The spring fish run is an important time of year for diadromous fish that migrate from Long Island Sound into rivers throughout Connecticut and New York to their ancestral spawning grounds. Reproduction of fish such as alewife, blueback herring, and sea lamprey is important not only to sustain these species, but also to support populations of larger fish, birds, and mammals that rely on these “forage fish” for food.

Left photo -- The first alewife caught in traps between Whitford Pond and Long Pond. Middle photo -- Fish biologist, Jon Vander Werff holds an alewife. Right -- A school of alewife

The first alewife caught in traps between Whitford Pond and Long Pond (left). Fish biologist, Jon Vander Werff holds an alewife (middle). A school of alewife (right)

Dams and other barriers in our rivers hinder this important migration, and one of the largest culprits in the Long Island Sound region is Kinneytown Dam on the Naugatuck River. While a fishway was installed at this location, it has never been effective and has not even been opened yet this year by Hydroland, the dam owner. Their inability to pass the dam leaves fish stranded, forcing them to turn around or die from predation or exposure. Save the Sound’s Ecological Restoration team will be examining environmental DNA in the water at the base of the dam to understand which fish species are trying, and failing, to pass this barrier this year.

But it’s not all bad news. Whitford Brook has seen alewife make their way up through a natural breach in the Whitford Pond Dam to stretches of the river below Long Pond Dam (where Save the Sound is currently designing a nature-like fishway) for the first time in centuries.

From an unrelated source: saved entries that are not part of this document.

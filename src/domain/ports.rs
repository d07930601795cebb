use super::loan::{Loan, LoanStatus, Repayment};
use super::transaction::Transaction;
use super::wallet::{BalanceMove, BankAccount, Wallet};
use crate::error::Result;
use async_trait::async_trait;

/// Persistence port for wallets, transactions and bank accounts.
///
/// Implementations provide the atomicity guarantee the ledger relies on:
/// [`settle`](WalletStore::settle) applies its whole write-set or none of
/// it. A single backend struct may implement both this and [`LoanStore`].
#[async_trait]
pub trait WalletStore: Send + Sync {
    /// Persists a new wallet. Fails with a validation error if the owner
    /// already has one, and with a conflict if the account number is taken.
    async fn create_wallet(&self, wallet: Wallet) -> Result<Wallet>;
    async fn wallet(&self, wallet_id: &str) -> Result<Option<Wallet>>;
    async fn wallet_by_owner(&self, user_id: &str) -> Result<Option<Wallet>>;
    async fn wallet_by_account_number(&self, account_number: &str) -> Result<Option<Wallet>>;
    async fn all_wallets(&self) -> Result<Vec<Wallet>>;

    async fn create_transaction(&self, tx: Transaction) -> Result<Transaction>;
    async fn transaction(&self, transaction_id: &str) -> Result<Option<Transaction>>;
    /// Newest first.
    async fn transactions_for_wallet(&self, wallet_id: &str) -> Result<Vec<Transaction>>;

    /// Atomicity primitive for ledger operations: marks the pending
    /// transaction successful and applies every balance move, or fails
    /// leaving transaction and balances untouched. A move that would drive
    /// a balance negative fails the whole batch with `InsufficientFunds`.
    ///
    /// Returns the settled transaction and the updated wallets in move
    /// order (deduplicated when a wallet appears in several moves).
    async fn settle(
        &self,
        transaction_id: &str,
        moves: &[BalanceMove],
    ) -> Result<(Transaction, Vec<Wallet>)>;

    /// Marks a pending transaction failed without touching balances.
    async fn fail_transaction(&self, transaction_id: &str) -> Result<Transaction>;

    /// Persists a bank account; a default account demotes the wallet's
    /// previous default in the same write.
    async fn create_bank_account(&self, account: BankAccount) -> Result<BankAccount>;
    async fn bank_accounts_for_wallet(&self, wallet_id: &str) -> Result<Vec<BankAccount>>;
}

/// Persistence port for loans and repayments.
#[async_trait]
pub trait LoanStore: Send + Sync {
    async fn create_loan(&self, loan: Loan) -> Result<Loan>;
    async fn loan(&self, loan_id: &str) -> Result<Option<Loan>>;
    /// Newest first.
    async fn loans_for_user(&self, user_id: &str) -> Result<Vec<Loan>>;
    /// Newest first, optionally filtered by status.
    async fn all_loans(&self, status: Option<LoanStatus>) -> Result<Vec<Loan>>;

    /// Compare-and-swap update: succeeds only while the stored loan still
    /// carries `expected_version`, and stores the new state with the
    /// version bumped. A mismatch fails with `Conflict`.
    async fn update_loan(&self, loan: Loan, expected_version: u64) -> Result<Loan>;

    /// Atomic pair write for repayments: appends the repayment and swaps in
    /// the updated loan under the same version check, or fails leaving both
    /// untouched.
    async fn record_repayment(
        &self,
        repayment: Repayment,
        loan: Loan,
        expected_version: u64,
    ) -> Result<(Repayment, Loan)>;

    /// Oldest first.
    async fn repayments_for_loan(&self, loan_id: &str) -> Result<Vec<Repayment>>;
}

pub type WalletStoreBox = Box<dyn WalletStore>;
pub type LoanStoreBox = Box<dyn LoanStore>;
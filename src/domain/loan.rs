use super::money::Amount;
use super::schedule::RepaymentScheduleEntry;
use super::transaction::generate_reference;
use crate::error::{LedgerError, Result};
use chrono::{DateTime, NaiveDate, Utc};
use rust_decimal::Decimal;
use serde::{Deserialize, Serialize};
use serde_json::Value;
use std::fmt;
use uuid::Uuid;

#[derive(Debug, Clone, Copy, PartialEq, Eq, Serialize, Deserialize)]
#[serde(rename_all = "lowercase")]
pub enum LoanStatus {
    Pending,
    Approved,
    Declined,
    Disbursed,
    Completed,
    Defaulted,
}

impl LoanStatus {
    /// Approved and disbursed loans accept repayments.
    pub fn is_repayable(&self) -> bool {
        matches!(self, LoanStatus::Approved | LoanStatus::Disbursed)
    }
}

impl fmt::Display for LoanStatus {
    fn fmt(&self, f: &mut fmt::Formatter<'_>) -> fmt::Result {
        let s = match self {
            LoanStatus::Pending => "pending",
            LoanStatus::Approved => "approved",
            LoanStatus::Declined => "declined",
            LoanStatus::Disbursed => "disbursed",
            LoanStatus::Completed => "completed",
            LoanStatus::Defaulted => "defaulted",
        };
        f.write_str(s)
    }
}

#[derive(Debug, Clone, Copy, PartialEq, Eq, Serialize, Deserialize)]
#[serde(rename_all = "lowercase")]
pub enum PaymentMode {
    Daily,
    Weekly,
    Monthly,
}

#[derive(Debug, Clone, Copy, PartialEq, Eq, Serialize, Deserialize)]
#[serde(rename_all = "snake_case")]
pub enum PaymentMethod {
    BankTransfer,
    Card,
    Wallet,
}

#[derive(Debug, Clone, PartialEq, Serialize, Deserialize)]
pub struct Guarantor {
    pub name: String,
    pub phone_number: String,
}

/// Validated input for a new loan application.
#[derive(Debug, Clone)]
pub struct LoanApplication {
    pub amount: Amount,
    pub payment_mode: PaymentMode,
    pub start_date: NaiveDate,
    pub end_date: NaiveDate,
    pub guarantor1: Guarantor,
    pub guarantor2: Guarantor,
    pub personal_info: Value,
}

/// A credit extended to a user with a flat-interest total and a precomputed
/// installment schedule.
///
/// Status transitions are one-directional: pending moves to approved or
/// declined, repayments keep the loan disbursed until the remaining amount
/// reaches zero and the loan completes. Completed and declined are terminal.
/// Defaulted is only ever set by an external process.
#[derive(Debug, Clone, PartialEq, Serialize, Deserialize)]
pub struct Loan {
    pub id: String,
    pub user_id: String,
    /// Principal.
    pub amount: Decimal,
    pub interest_rate: Decimal,
    /// `amount * (1 + interest_rate)`.
    pub total_amount: Decimal,
    /// Starts at `total_amount`, non-increasing while the loan is active.
    pub remaining_amount: Decimal,
    pub status: LoanStatus,
    pub payment_mode: PaymentMode,
    pub start_date: NaiveDate,
    pub end_date: NaiveDate,
    pub guarantor1: Guarantor,
    pub guarantor2: Guarantor,
    pub personal_info: Value,
    pub repayment_schedule: Vec<RepaymentScheduleEntry>,
    pub approved_by: Option<String>,
    pub approved_at: Option<DateTime<Utc>>,
    pub rejection_reason: Option<String>,
    /// Optimistic-concurrency version, bumped by every store update.
    pub version: u64,
    pub created_at: DateTime<Utc>,
}

impl Loan {
    pub fn new(
        user_id: impl Into<String>,
        application: &LoanApplication,
        interest_rate: Decimal,
        repayment_schedule: Vec<RepaymentScheduleEntry>,
    ) -> Self {
        let principal = application.amount.value();
        let total_amount = principal * (Decimal::ONE + interest_rate);
        Self {
            id: Uuid::new_v4().to_string(),
            user_id: user_id.into(),
            amount: principal,
            interest_rate,
            total_amount,
            remaining_amount: total_amount,
            status: LoanStatus::Pending,
            payment_mode: application.payment_mode,
            start_date: application.start_date,
            end_date: application.end_date,
            guarantor1: application.guarantor1.clone(),
            guarantor2: application.guarantor2.clone(),
            personal_info: application.personal_info.clone(),
            repayment_schedule,
            approved_by: None,
            approved_at: None,
            rejection_reason: None,
            version: 0,
            created_at: Utc::now(),
        }
    }

    pub fn approve(&mut self, approver_id: &str, at: DateTime<Utc>) -> Result<()> {
        self.ensure_pending()?;
        self.status = LoanStatus::Approved;
        self.approved_by = Some(approver_id.to_string());
        self.approved_at = Some(at);
        self.rejection_reason = None;
        Ok(())
    }

    pub fn reject(&mut self, reason: &str) -> Result<()> {
        if reason.trim().is_empty() {
            return Err(LedgerError::validation("Rejection reason is required"));
        }
        self.ensure_pending()?;
        self.status = LoanStatus::Declined;
        self.rejection_reason = Some(reason.to_string());
        Ok(())
    }

    /// Applies a repayment against the remaining balance.
    ///
    /// The remaining amount is clamped at zero on overpayment; a full payoff
    /// completes the loan, anything less keeps it disbursed.
    pub fn apply_repayment(&mut self, amount: Amount) -> Result<()> {
        if !self.status.is_repayable() {
            return Err(LedgerError::InvalidLoanState {
                expected: "approved or disbursed",
                found: self.status.to_string(),
            });
        }
        let remaining = self.remaining_amount - amount.value();
        if remaining <= Decimal::ZERO {
            self.remaining_amount = Decimal::ZERO;
            self.status = LoanStatus::Completed;
        } else {
            self.remaining_amount = remaining;
            self.status = LoanStatus::Disbursed;
        }
        Ok(())
    }

    fn ensure_pending(&self) -> Result<()> {
        if self.status == LoanStatus::Pending {
            Ok(())
        } else {
            Err(LedgerError::InvalidLoanState {
                expected: "pending",
                found: self.status.to_string(),
            })
        }
    }
}

/// A partial or full payment against a loan's remaining balance.
/// Append-only.
#[derive(Debug, Clone, PartialEq, Serialize, Deserialize)]
pub struct Repayment {
    pub id: String,
    pub loan_id: String,
    pub amount: Amount,
    pub payment_method: PaymentMethod,
    pub reference: String,
    pub created_at: DateTime<Utc>,
}

impl Repayment {
    pub fn new(loan_id: impl Into<String>, amount: Amount, payment_method: PaymentMethod) -> Self {
        Self {
            id: Uuid::new_v4().to_string(),
            loan_id: loan_id.into(),
            amount,
            payment_method,
            reference: generate_reference("REP"),
            created_at: Utc::now(),
        }
    }
}

#[cfg(test)]
mod tests {
    use super::*;
    use rust_decimal_macros::dec;

    fn application(amount: Decimal) -> LoanApplication {
        LoanApplication {
            amount: Amount::new(amount).unwrap(),
            payment_mode: PaymentMode::Monthly,
            start_date: NaiveDate::from_ymd_opt(2024, 1, 1).unwrap(),
            end_date: NaiveDate::from_ymd_opt(2024, 3, 1).unwrap(),
            guarantor1: Guarantor {
                name: "Bola A".to_string(),
                phone_number: "+2348010000001".to_string(),
            },
            guarantor2: Guarantor {
                name: "Chidi E".to_string(),
                phone_number: "+2348010000002".to_string(),
            },
            personal_info: serde_json::json!({ "occupation": "trader" }),
        }
    }

    fn pending_loan(amount: Decimal) -> Loan {
        Loan::new("user-1", &application(amount), dec!(0.005), Vec::new())
    }

    #[test]
    fn test_new_loan_totals() {
        let loan = pending_loan(dec!(100000));
        assert_eq!(loan.status, LoanStatus::Pending);
        assert_eq!(loan.total_amount, dec!(100500.000));
        assert_eq!(loan.remaining_amount, loan.total_amount);
        assert_eq!(loan.version, 0);
    }

    #[test]
    fn test_approve_pending_loan() {
        let mut loan = pending_loan(dec!(1000));
        loan.approve("admin-1", Utc::now()).unwrap();
        assert_eq!(loan.status, LoanStatus::Approved);
        assert_eq!(loan.approved_by.as_deref(), Some("admin-1"));
        assert!(loan.approved_at.is_some());
        assert!(loan.rejection_reason.is_none());
    }

    #[test]
    fn test_double_approve_rejected() {
        let mut loan = pending_loan(dec!(1000));
        loan.approve("admin-1", Utc::now()).unwrap();
        let result = loan.approve("admin-2", Utc::now());
        assert!(matches!(
            result,
            Err(LedgerError::InvalidLoanState { .. })
        ));
        assert_eq!(loan.approved_by.as_deref(), Some("admin-1"));
    }

    #[test]
    fn test_reject_requires_reason() {
        let mut loan = pending_loan(dec!(1000));
        assert!(matches!(
            loan.reject("  "),
            Err(LedgerError::Validation(_))
        ));
        loan.reject("Incomplete guarantor details").unwrap();
        assert_eq!(loan.status, LoanStatus::Declined);
        assert!(loan.rejection_reason.is_some());
    }

    #[test]
    fn test_reject_after_approve_rejected() {
        let mut loan = pending_loan(dec!(1000));
        loan.approve("admin-1", Utc::now()).unwrap();
        assert!(matches!(
            loan.reject("too late"),
            Err(LedgerError::InvalidLoanState { .. })
        ));
    }

    #[test]
    fn test_partial_repayment_keeps_loan_disbursed() {
        let mut loan = pending_loan(dec!(1000));
        loan.approve("admin-1", Utc::now()).unwrap();

        loan.apply_repayment(Amount::new(dec!(500)).unwrap()).unwrap();
        assert_eq!(loan.status, LoanStatus::Disbursed);
        assert_eq!(loan.remaining_amount, dec!(505.000));
    }

    #[test]
    fn test_exact_payoff_completes_loan() {
        let mut loan = pending_loan(dec!(1000));
        loan.approve("admin-1", Utc::now()).unwrap();

        loan.apply_repayment(Amount::new(dec!(1005)).unwrap()).unwrap();
        assert_eq!(loan.status, LoanStatus::Completed);
        assert_eq!(loan.remaining_amount, Decimal::ZERO);
    }

    #[test]
    fn test_overpayment_clamps_remaining_to_zero() {
        let mut loan = pending_loan(dec!(1000));
        loan.approve("admin-1", Utc::now()).unwrap();

        loan.apply_repayment(Amount::new(dec!(2000)).unwrap()).unwrap();
        assert_eq!(loan.status, LoanStatus::Completed);
        assert_eq!(loan.remaining_amount, Decimal::ZERO);
    }

    #[test]
    fn test_completed_loan_refuses_repayment() {
        let mut loan = pending_loan(dec!(1000));
        loan.approve("admin-1", Utc::now()).unwrap();
        loan.apply_repayment(Amount::new(dec!(1005)).unwrap()).unwrap();

        let result = loan.apply_repayment(Amount::new(dec!(1)).unwrap());
        assert!(matches!(
            result,
            Err(LedgerError::InvalidLoanState { .. })
        ));
    }

    #[test]
    fn test_pending_loan_refuses_repayment() {
        let mut loan = pending_loan(dec!(1000));
        let result = loan.apply_repayment(Amount::new(dec!(100)).unwrap());
        assert!(matches!(
            result,
            Err(LedgerError::InvalidLoanState { .. })
        ));
    }
}
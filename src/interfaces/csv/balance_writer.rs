use crate::domain::wallet::Wallet;
use crate::error::Result;
use std::io::Write;

/// Writes final wallet balances as `user,account_number,balance` rows,
/// sorted by user for deterministic output. Balances are normalized so
/// trailing zeros from decimal arithmetic don't leak into the report.
pub struct BalanceWriter<W: Write> {
    writer: csv::Writer<W>,
}

impl<W: Write> BalanceWriter<W> {
    pub fn new(target: W) -> Self {
        Self {
            writer: csv::WriterBuilder::new().from_writer(target),
        }
    }

    pub fn write_wallets(&mut self, mut wallets: Vec<Wallet>) -> Result<()> {
        wallets.sort_by(|a, b| a.owner.cmp(&b.owner));

        self.writer
            .write_record(["user", "account_number", "balance"])?;
        for wallet in wallets {
            self.writer.write_record([
                wallet.owner.as_str(),
                wallet.account_number.as_str(),
                &wallet.balance.0.normalize().to_string(),
            ])?;
        }
        self.writer.flush()?;
        Ok(())
    }
}

#[cfg(test)]
mod tests {
    use super::*;
    use crate::domain::money::Amount;
    use rust_decimal_macros::dec;

    #[test]
    fn test_writer_sorts_and_normalizes() {
        let mut bob = Wallet::open("bob", "2000000002", "Bob");
        bob.credit(Amount::new(dec!(70.00)).unwrap());
        let mut alice = Wallet::open("alice", "1000000001", "Alice");
        alice.credit(Amount::new(dec!(500.0)).unwrap());

        let mut buffer = Vec::new();
        BalanceWriter::new(&mut buffer)
            .write_wallets(vec![bob, alice])
            .unwrap();

        let output = String::from_utf8(buffer).unwrap();
        let lines: Vec<&str> = output.lines().collect();
        assert_eq!(lines[0], "user,account_number,balance");
        assert_eq!(lines[1], "alice,1000000001,500");
        assert_eq!(lines[2], "bob,2000000002,70");
    }
}
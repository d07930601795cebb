use rust_decimal::Decimal;
use thiserror::Error;

pub type Result<T> = std::result::Result<T, LedgerError>;

#[derive(Error, Debug)]
pub enum LedgerError {
    #[error("Validation error: {0}")]
    Validation(String),
    #[error("{entity} not found: {id}")]
    NotFound { entity: &'static str, id: String },
    #[error("Insufficient funds: required {required}, available {available}")]
    InsufficientFunds { required: Decimal, available: Decimal },
    #[error("Invalid loan state: expected {expected}, found {found}")]
    InvalidLoanState {
        expected: &'static str,
        found: String,
    },
    #[error("Invalid repayment schedule: {0}")]
    InvalidSchedule(String),
    #[error("Concurrent update on {entity} {id}")]
    Conflict { entity: &'static str, id: String },
    #[error("Persistence error: {0}")]
    Persistence(String),
    #[error("CSV error: {0}")]
    Csv(#[from] csv::Error),
    #[error("IO error: {0}")]
    Io(#[from] std::io::Error),
}

impl LedgerError {
    pub fn validation(message: impl Into<String>) -> Self {
        Self::Validation(message.into())
    }

    pub fn not_found(entity: &'static str, id: impl Into<String>) -> Self {
        Self::NotFound {
            entity,
            id: id.into(),
        }
    }
}

impl From<serde_json::Error> for LedgerError {
    fn from(err: serde_json::Error) -> Self {
        Self::Persistence(err.to_string())
    }
}

#[cfg(feature = "storage-rocksdb")]
impl From<rocksdb::Error> for LedgerError {
    fn from(err: rocksdb::Error) -> Self {
        Self::Persistence(err.to_string())
    }
}
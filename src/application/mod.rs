pub mod ledger;
pub mod loans;
use crate::domain::loan::{Loan, LoanStatus, Repayment};
use crate::domain::ports::{LoanStore, WalletStore};
use crate::domain::transaction::{Transaction, TransactionStatus};
use crate::domain::wallet::{BalanceMove, BankAccount, MoveDirection, Wallet};
use crate::error::{LedgerError, Result};
use async_trait::async_trait;
use std::collections::HashMap;
use std::sync::Arc;
use tokio::sync::RwLock;

/// A thread-safe in-memory backend for the wallet-side port.
///
/// All three maps sit behind one `RwLock`: the write guard is the in-memory
/// stand-in for the database transaction scope, which is what makes
/// `settle` atomic across transaction and wallet rows. `Clone` shares the
/// underlying state, so one store can back several services.
#[derive(Default, Clone)]
pub struct InMemoryLedgerStore {
    inner: Arc<RwLock<LedgerCells>>,
}

#[derive(Default)]
struct LedgerCells {
    wallets: HashMap<String, Wallet>,
    transactions: HashMap<String, Transaction>,
    bank_accounts: HashMap<String, BankAccount>,
}

impl InMemoryLedgerStore {
    pub fn new() -> Self {
        Self::default()
    }
}

#[async_trait]
impl WalletStore for InMemoryLedgerStore {
    async fn create_wallet(&self, wallet: Wallet) -> Result<Wallet> {
        let mut cells = self.inner.write().await;
        if cells.wallets.values().any(|w| w.owner == wallet.owner) {
            return Err(LedgerError::validation("Wallet already exists"));
        }
        if cells
            .wallets
            .values()
            .any(|w| w.account_number == wallet.account_number)
        {
            return Err(LedgerError::Conflict {
                entity: "wallet",
                id: wallet.account_number.clone(),
            });
        }
        cells.wallets.insert(wallet.id.clone(), wallet.clone());
        Ok(wallet)
    }

    async fn wallet(&self, wallet_id: &str) -> Result<Option<Wallet>> {
        let cells = self.inner.read().await;
        Ok(cells.wallets.get(wallet_id).cloned())
    }

    async fn wallet_by_owner(&self, user_id: &str) -> Result<Option<Wallet>> {
        let cells = self.inner.read().await;
        Ok(cells.wallets.values().find(|w| w.owner == user_id).cloned())
    }

    async fn wallet_by_account_number(&self, account_number: &str) -> Result<Option<Wallet>> {
        let cells = self.inner.read().await;
        Ok(cells
            .wallets
            .values()
            .find(|w| w.account_number == account_number)
            .cloned())
    }

    async fn all_wallets(&self) -> Result<Vec<Wallet>> {
        let cells = self.inner.read().await;
        Ok(cells.wallets.values().cloned().collect())
    }

    async fn create_transaction(&self, tx: Transaction) -> Result<Transaction> {
        let mut cells = self.inner.write().await;
        cells.transactions.insert(tx.id.clone(), tx.clone());
        Ok(tx)
    }

    async fn transaction(&self, transaction_id: &str) -> Result<Option<Transaction>> {
        let cells = self.inner.read().await;
        Ok(cells.transactions.get(transaction_id).cloned())
    }

    async fn transactions_for_wallet(&self, wallet_id: &str) -> Result<Vec<Transaction>> {
        let cells = self.inner.read().await;
        let mut transactions: Vec<Transaction> = cells
            .transactions
            .values()
            .filter(|tx| tx.wallet_id == wallet_id)
            .cloned()
            .collect();
        transactions.sort_by(|a, b| b.created_at.cmp(&a.created_at));
        Ok(transactions)
    }

    async fn settle(
        &self,
        transaction_id: &str,
        moves: &[BalanceMove],
    ) -> Result<(Transaction, Vec<Wallet>)> {
        let mut cells = self.inner.write().await;

        let mut tx = cells
            .transactions
            .get(transaction_id)
            .cloned()
            .ok_or_else(|| LedgerError::not_found("transaction", transaction_id))?;
        tx.transition(TransactionStatus::Successful)?;

        // Stage the mutations on copies; nothing escapes the guard until
        // every move has validated.
        let mut staged: Vec<Wallet> = Vec::with_capacity(moves.len());
        for mv in moves {
            let mut wallet = staged
                .iter()
                .find(|w| w.id == mv.wallet_id)
                .cloned()
                .or_else(|| cells.wallets.get(&mv.wallet_id).cloned())
                .ok_or_else(|| LedgerError::not_found("wallet", mv.wallet_id.clone()))?;
            match mv.direction {
                MoveDirection::Credit => wallet.credit(mv.amount),
                MoveDirection::Debit => wallet.debit(mv.amount)?,
            }
            if let Some(existing) = staged.iter_mut().find(|w| w.id == wallet.id) {
                *existing = wallet;
            } else {
                staged.push(wallet);
            }
        }

        for wallet in &staged {
            cells.wallets.insert(wallet.id.clone(), wallet.clone());
        }
        cells.transactions.insert(tx.id.clone(), tx.clone());
        Ok((tx, staged))
    }

    async fn fail_transaction(&self, transaction_id: &str) -> Result<Transaction> {
        let mut cells = self.inner.write().await;
        let tx = cells
            .transactions
            .get_mut(transaction_id)
            .ok_or_else(|| LedgerError::not_found("transaction", transaction_id))?;
        tx.transition(TransactionStatus::Failed)?;
        Ok(tx.clone())
    }

    async fn create_bank_account(&self, account: BankAccount) -> Result<BankAccount> {
        let mut cells = self.inner.write().await;
        if !cells.wallets.contains_key(&account.wallet_id) {
            return Err(LedgerError::not_found("wallet", account.wallet_id.clone()));
        }
        if account.is_default {
            for existing in cells
                .bank_accounts
                .values_mut()
                .filter(|a| a.wallet_id == account.wallet_id)
            {
                existing.is_default = false;
            }
        }
        cells
            .bank_accounts
            .insert(account.id.clone(), account.clone());
        Ok(account)
    }

    async fn bank_accounts_for_wallet(&self, wallet_id: &str) -> Result<Vec<BankAccount>> {
        let cells = self.inner.read().await;
        Ok(cells
            .bank_accounts
            .values()
            .filter(|a| a.wallet_id == wallet_id)
            .cloned()
            .collect())
    }
}

/// A thread-safe in-memory backend for the loan port. Same locking scheme
/// as [`InMemoryLedgerStore`].
#[derive(Default, Clone)]
pub struct InMemoryLoanStore {
    inner: Arc<RwLock<LoanCells>>,
}

#[derive(Default)]
struct LoanCells {
    loans: HashMap<String, Loan>,
    repayments: HashMap<String, Repayment>,
}

impl InMemoryLoanStore {
    pub fn new() -> Self {
        Self::default()
    }
}

impl LoanCells {
    fn swap_in(&mut self, mut loan: Loan, expected_version: u64) -> Result<Loan> {
        let current = self
            .loans
            .get(&loan.id)
            .ok_or_else(|| LedgerError::not_found("loan", loan.id.clone()))?;
        if current.version != expected_version {
            return Err(LedgerError::Conflict {
                entity: "loan",
                id: loan.id.clone(),
            });
        }
        loan.version = expected_version + 1;
        self.loans.insert(loan.id.clone(), loan.clone());
        Ok(loan)
    }
}

#[async_trait]
impl LoanStore for InMemoryLoanStore {
    async fn create_loan(&self, loan: Loan) -> Result<Loan> {
        let mut cells = self.inner.write().await;
        cells.loans.insert(loan.id.clone(), loan.clone());
        Ok(loan)
    }

    async fn loan(&self, loan_id: &str) -> Result<Option<Loan>> {
        let cells = self.inner.read().await;
        Ok(cells.loans.get(loan_id).cloned())
    }

    async fn loans_for_user(&self, user_id: &str) -> Result<Vec<Loan>> {
        let cells = self.inner.read().await;
        let mut loans: Vec<Loan> = cells
            .loans
            .values()
            .filter(|loan| loan.user_id == user_id)
            .cloned()
            .collect();
        loans.sort_by(|a, b| b.created_at.cmp(&a.created_at));
        Ok(loans)
    }

    async fn all_loans(&self, status: Option<LoanStatus>) -> Result<Vec<Loan>> {
        let cells = self.inner.read().await;
        let mut loans: Vec<Loan> = cells
            .loans
            .values()
            .filter(|loan| status.is_none_or(|s| loan.status == s))
            .cloned()
            .collect();
        loans.sort_by(|a, b| b.created_at.cmp(&a.created_at));
        Ok(loans)
    }

    async fn update_loan(&self, loan: Loan, expected_version: u64) -> Result<Loan> {
        let mut cells = self.inner.write().await;
        cells.swap_in(loan, expected_version)
    }

    async fn record_repayment(
        &self,
        repayment: Repayment,
        loan: Loan,
        expected_version: u64,
    ) -> Result<(Repayment, Loan)> {
        let mut cells = self.inner.write().await;
        // Version check first: the repayment row only lands with the loan.
        let loan = cells.swap_in(loan, expected_version)?;
        cells
            .repayments
            .insert(repayment.id.clone(), repayment.clone());
        Ok((repayment, loan))
    }

    async fn repayments_for_loan(&self, loan_id: &str) -> Result<Vec<Repayment>> {
        let cells = self.inner.read().await;
        let mut repayments: Vec<Repayment> = cells
            .repayments
            .values()
            .filter(|r| r.loan_id == loan_id)
            .cloned()
            .collect();
        repayments.sort_by(|a, b| a.created_at.cmp(&b.created_at));
        Ok(repayments)
    }
}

“I’m so excited about this little fish—it is the first alewife documented that high in the watershed since before the construction of the Hyde Pond Dam,” says fish biologist Jon Vander Werff. “These fish are now able to reach habitat that hasn’t been accessible in hundreds of years, giving new life and new possibilities to the Whitford Brook diadromous fish run.” Save the Sound led the removal of Hyde Pond Dam in 2015.